Cathodic protection of steel framed masonry structures.

The identification of "Regent Street Disease" in the United Kingdom in the late 1970's highlighted the problems of the corrosion of iron and steel frames and other structural components in historically sensitive buildings. This has resulted in serious consequences with respect to serviceability, safety, aesthetics and heritage.Cathodic protection is a proven method for preventing and protecting buried and submerged steel and reinforced concrete structures from corrosion. More recently, the method has been introduced to prevent and control corrosion in steel-framed masonry structures. However, with several sizeable installations in the UK, there are no formal guidelines for the design, installation and operation of such systems and much of the knowledge is based on empirical observations. The work presented in the thesis investigates the polarisation of structural steel sections in masonry environments; the distribution of current and potential in representative cathodic protection systems for steel-framed masonry structures; the effect of masonry type and joints width on protective current and potential distribution and stray current corrosion. These studies are considered essential in the understanding of the mechanisms of cathodic protection and the design of optimised cathodic protection systems for such structures.
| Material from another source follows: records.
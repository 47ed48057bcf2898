//! Top-level error type
//!
//! Each module carries its own thiserror enum; this aggregate exists for
//! process wiring and embedders that want a single error surface.

use thiserror::Error;

/// Any error the fleet core can surface to its owner
#[derive(Debug, Error)]
pub enum FleetError {
    #[error("configuration error: {0}")]
    Config(#[from] crate::config::ConfigError),

    #[error("queue error: {0}")]
    Queue(#[from] crate::queue::QueueError),

    #[error("resolver error: {0}")]
    Resolve(#[from] crate::fleet::ResolveError),

    #[error("identity error: {0}")]
    Token(#[from] crate::identity::TokenError),
}

/// Result type for fleet operations
pub type FleetResult<T> = Result<T, FleetError>;

#[cfg(test)]
mod tests {
    use super::*;
    use crate::config::ConfigError;
    use crate::queue::QueueError;

    #[test]
    fn module_errors_convert_into_fleet_error() {
        let config: FleetError = ConfigError::InvalidConfig("bad".to_string()).into();
        assert!(matches!(config, FleetError::Config(_)));
        assert!(config.to_string().contains("bad"));

        let queue: FleetError = QueueError::Closed.into();
        assert!(matches!(queue, FleetError::Queue(_)));
    }
}
//! The fleet control loop
//!
//! One sweep resolves every configured server name, claims the endpoints
//! that are neither active nor cooling down, and spawns one session task per
//! claimed endpoint. All sessions of a sweep share one identity picked
//! uniformly at random, a deliberate account-rotation policy. Spawn pacing
//! between servers and a fixed pause between sweeps avoid connection storms.
//! Cancellation is observed between servers and between sweeps; in-flight
//! sessions are left to finish on their own.

use super::registry::{ClaimOutcome, FleetRegistry, SessionInfo};
use super::resolver::{split_server_address, Resolve};
use super::Endpoint;
use crate::identity::{Identity, IdentityPool};
use crate::session::{SessionContext, SessionDriver, SessionOutcome};
use std::sync::Arc;
use std::time::{Duration, Instant};
use tokio::sync::watch;
use tokio::time::sleep;
use tracing::{debug, error, info, warn};

/// Sweep loop timing and targets
#[derive(Debug, Clone)]
pub struct SweepConfig {
    /// Configured server names, with or without an explicit port
    pub servers: Vec<String>,
    /// Port appended to server names and endpoints when absent
    pub default_port: u16,
    /// Pause after processing each server's endpoints
    pub spawn_pacing: Duration,
    /// Pause between full sweeps
    pub sweep_interval: Duration,
    /// Delay before retrying a failed resolution
    pub resolve_retry: Duration,
}

impl Default for SweepConfig {
    fn default() -> Self {
        Self {
            servers: Vec::new(),
            default_port: 19132,
            spawn_pacing: Duration::from_secs(1),
            sweep_interval: Duration::from_secs(5),
            resolve_retry: Duration::from_secs(30),
        }
    }
}

/// The control loop, with every collaborator injected
pub struct FleetOrchestrator<R, S> {
    config: SweepConfig,
    identities: IdentityPool,
    registry: FleetRegistry,
    resolver: Arc<R>,
    driver: Arc<S>,
    shutdown: watch::Receiver<bool>,
}

impl<R, S> FleetOrchestrator<R, S>
where
    R: Resolve + 'static,
    S: SessionDriver,
{
    pub fn new(
        config: SweepConfig,
        identities: IdentityPool,
        registry: FleetRegistry,
        resolver: Arc<R>,
        driver: Arc<S>,
        shutdown: watch::Receiver<bool>,
    ) -> Self {
        Self {
            config,
            identities,
            registry,
            resolver,
            driver,
            shutdown,
        }
    }

    pub fn registry(&self) -> &FleetRegistry {
        &self.registry
    }

    /// Run sweeps until cancellation is requested
    pub async fn run(self) {
        info!(
            servers = self.config.servers.len(),
            identities = self.identities.len(),
            "fleet orchestrator started"
        );
        let mut shutdown = self.shutdown.clone();

        'sweeps: loop {
            if *shutdown.borrow() {
                break;
            }
            let Some(identity) = self.identities.choose().cloned() else {
                error!("identity pool is empty, nothing to run sessions as");
                break;
            };
            debug!(identity = %identity.name, "starting sweep");

            for server in &self.config.servers {
                if *shutdown.borrow() {
                    break 'sweeps;
                }
                self.process_server(server, &identity, &mut shutdown).await;
            }
            if *shutdown.borrow() {
                break;
            }

            tokio::select! {
                _ = sleep(self.config.sweep_interval) => {}
                _ = shutdown.changed() => {}
            }
        }

        info!("fleet orchestrator stopped");
    }

    /// Resolve one server and start sessions on its unclaimed endpoints.
    ///
    /// Resolution failures block only this server: they are retried after a
    /// fixed delay until they succeed or shutdown is requested.
    async fn process_server(
        &self,
        server: &str,
        identity: &Identity,
        shutdown: &mut watch::Receiver<bool>,
    ) {
        let (host, port) = match split_server_address(server, self.config.default_port) {
            Ok(parts) => parts,
            Err(error) => {
                error!(%error, server, "skipping unusable server address");
                return;
            }
        };

        let addresses = loop {
            match self.resolver.resolve(&host).await {
                Ok(addresses) => break addresses,
                Err(error) => {
                    error!(%error, server, "failed to resolve server, retrying");
                    tokio::select! {
                        _ = sleep(self.config.resolve_retry) => {}
                        _ = shutdown.changed() => {}
                    }
                    if *shutdown.borrow() {
                        return;
                    }
                }
            }
        };

        let mut started = 0usize;
        for ip in addresses {
            let endpoint = Endpoint::new(ip, port);
            let info = SessionInfo {
                identity: identity.name.clone(),
                server: server.to_string(),
                started_at: Instant::now(),
            };
            match self.registry.try_claim(&endpoint.key(), info) {
                ClaimOutcome::Claimed => {
                    self.spawn_session(endpoint, identity.clone(), server);
                    started += 1;
                }
                ClaimOutcome::AlreadyActive | ClaimOutcome::CoolingDown => {}
            }
        }

        tokio::select! {
            _ = sleep(self.config.spawn_pacing) => {}
            _ = shutdown.changed() => {}
        }
        if started > 0 {
            info!(
                started,
                identity = %identity.name,
                server,
                active = self.registry.active_count(),
                cooling = self.registry.cooling_count(),
                "started sessions"
            );
        } else {
            debug!(
                server,
                active = self.registry.active_count(),
                cooling = self.registry.cooling_count(),
                "nothing to start"
            );
        }
    }

    /// Start one session task. The task owns the registry entry: it releases
    /// it on a clean exit and registers the requested cooldown on failure.
    fn spawn_session(&self, endpoint: Endpoint, identity: Identity, server: &str) {
        let driver = self.driver.clone();
        let registry = self.registry.clone();
        let key = endpoint.key();
        let ctx = SessionContext {
            identity,
            endpoint,
            server_label: format!("{server} {}", endpoint.ip),
        };

        tokio::spawn(async move {
            match driver.run(ctx).await {
                SessionOutcome::Finished => {
                    debug!(endpoint = %key, "session finished");
                    registry.release(&key);
                }
                SessionOutcome::Failed { cooldown: Some(cooldown) } => {
                    warn!(endpoint = %key, ?cooldown, "session failed, cooling endpoint");
                    registry.fail(&key, cooldown);
                }
                SessionOutcome::Failed { cooldown: None } => {
                    warn!(endpoint = %key, "session failed");
                    registry.release(&key);
                }
            }
        });
    }
}

#[cfg(test)]
mod tests {
    use super::*;
    use crate::testing::mocks::{MockResolver, MockSessionDriver};
    use std::time::Duration;
    use tokio::time::timeout;

    fn orchestrator(
        servers: Vec<&str>,
        identities: Vec<&str>,
        resolver: MockResolver,
        driver: Arc<MockSessionDriver>,
    ) -> (FleetOrchestrator<MockResolver, MockSessionDriver>, watch::Sender<bool>) {
        let (shutdown_tx, shutdown_rx) = watch::channel(false);
        let config = SweepConfig {
            servers: servers.into_iter().map(str::to_string).collect(),
            spawn_pacing: Duration::from_millis(1),
            sweep_interval: Duration::from_millis(1),
            ..Default::default()
        };
        let orchestrator = FleetOrchestrator::new(
            config,
            IdentityPool::new(identities.into_iter().map(Identity::new).collect()),
            FleetRegistry::new(),
            Arc::new(resolver),
            driver,
            shutdown_rx,
        );
        (orchestrator, shutdown_tx)
    }

    #[tokio::test]
    async fn empty_identity_pool_stops_the_loop() {
        let (orchestrator, _shutdown_tx) = orchestrator(
            vec!["a.example"],
            vec![],
            MockResolver::fixed(vec!["1.1.1.1"]),
            Arc::new(MockSessionDriver::finishing()),
        );
        timeout(Duration::from_secs(1), orchestrator.run())
            .await
            .expect("loop should stop on its own");
    }

    #[tokio::test]
    async fn cancellation_stops_the_loop() {
        let (orchestrator, shutdown_tx) = orchestrator(
            vec!["a.example"],
            vec!["alpha"],
            MockResolver::fixed(vec!["1.1.1.1"]),
            Arc::new(MockSessionDriver::finishing()),
        );
        let handle = tokio::spawn(orchestrator.run());
        tokio::time::sleep(Duration::from_millis(20)).await;
        shutdown_tx.send_replace(true);
        timeout(Duration::from_secs(1), handle)
            .await
            .expect("loop should observe cancellation")
            .unwrap();
    }
}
The study has involved both experimental measurements and boundary element modelling. The results have identified how the several key factors, such as the electrolyte resitivity, anode locations, masonry types and joint width, influence the distribution of the protective current and potential on the steel surface.Furthermore, the work has confirmed that boundary element modelling can provide a powerful technique for analysing and optimising the design of cathodic protection systems for steel framed masonry structures. The technique also generates valuable information about the level of interference in terms of current density on the surface of stray current affected components and is therefore a valuable tool for the analysis of possible CP interference in steel-framed masonry buildings.It is hoped that the output from this work will help progress the development of this technology and contribute to the development of formal guidelines and standards for the cathodic protection of steel-framed masonry buildings.